[Entries taken from a collection]
---

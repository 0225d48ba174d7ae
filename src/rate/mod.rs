//! Adaptive rate control
//!
//! `RateController` is the only writer of the crawl's rate state. Workers read
//! the current delay, the supervisor reads the worker target, and the
//! orchestrator feeds it one `OutcomeSummary` per completed request.

use crate::config::RateConfig;
use crate::state::{
    Adjustment, OutcomeSummary, RateControllerState, RateSettings, RateState, RateStats,
};
use std::sync::{Mutex, MutexGuard, PoisonError};
use std::time::{Duration, Instant};

/// Thread-safe handle around `RateState`
#[derive(Debug)]
pub struct RateController {
    state: Mutex<RateState>,
}

impl RateController {
    pub fn new(config: RateConfig) -> Self {
        Self {
            state: Mutex::new(RateState::new(config, Instant::now())),
        }
    }

    fn lock(&self) -> MutexGuard<'_, RateState> {
        self.state.lock().unwrap_or_else(PoisonError::into_inner)
    }

    /// Registers a completed request and returns any resulting adjustment
    pub fn register_outcome(&self, outcome: OutcomeSummary) -> Option<Adjustment> {
        self.register_outcome_at(outcome, Instant::now())
    }

    pub fn register_outcome_at(&self, outcome: OutcomeSummary, now: Instant) -> Option<Adjustment> {
        self.lock().register(outcome, now)
    }

    /// Runs an evaluation regardless of the interval
    pub fn force_evaluation(&self) -> Option<Adjustment> {
        self.lock().evaluate(Instant::now())
    }

    pub fn target_workers(&self) -> usize {
        self.lock().target_workers()
    }

    pub fn current_delay(&self) -> Duration {
        self.lock().delay()
    }

    pub fn settings(&self) -> RateSettings {
        self.lock().settings()
    }

    pub fn stats(&self) -> RateStats {
        self.lock().stats().clone()
    }

    pub fn to_checkpoint(&self) -> RateControllerState {
        self.lock().to_checkpoint()
    }

    pub fn restore(&self, saved: &RateControllerState) {
        self.lock().restore(saved, Instant::now());
    }
}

---

Reproduce each line above exactly.

Solution below:
repository 0225d48ba174d7ae
filename src/rate/mod.rs
//! Adaptive rate control
//!
//! `RateController` is the only writer of the crawl's rate state. Workers read
//! the current delay, the supervisor reads the worker target, and the
//! orchestrator feeds it one `OutcomeSummary` per completed request.

use crate::config::RateConfig;
use crate::state::{
    Adjustment, OutcomeSummary, RateControllerState, RateSettings, RateState, RateStats,
};
use std::sync::{Mutex, MutexGuard, PoisonError};
use std::time::{Duration, Instant};

/// Thread-safe handle around `RateState`
#[derive(Debug)]
pub struct RateController {
    state: Mutex<RateState>,
}

impl RateController {
    pub fn new(config: RateConfig) -> Self {
        Self {
            state: Mutex::new(RateState::new(config, Instant::now())),
        }
    }

    fn lock(&self) -> MutexGuard<'_, RateState> {
        self.state.lock().unwrap_or_else(PoisonError::into_inner)
    }

    /// Registers a completed request and returns any resulting adjustment
    pub fn register_outcome(&self, outcome: OutcomeSummary) -> Option<Adjustment> {
        self.register_outcome_at(outcome, Instant::now())
    }

    pub fn register_outcome_at(&self, outcome: OutcomeSummary, now: Instant) -> Option<Adjustment> {
        self.lock().register(outcome, now)
    }

    /// Runs an evaluation regardless of the interval
    pub fn force_evaluation(&self) -> Option<Adjustment> {
        self.lock().evaluate(Instant::now())
    }

    pub fn target_workers(&self) -> usize {
        self.lock().target_workers()
    }

    pub fn current_delay(&self) -> Duration {
        self.lock().delay()
    }

    pub fn settings(&self) -> RateSettings {
        self.lock().settings()
    }

    pub fn stats(&self) -> RateStats {
        self.lock().stats().clone()
    }

    pub fn to_checkpoint(&self) -> RateControllerState {
        self.lock().to_checkpoint()
    }

    pub fn restore(&self, saved: &RateControllerState) {
        self.lock().restore(saved, Instant::now());
    }
}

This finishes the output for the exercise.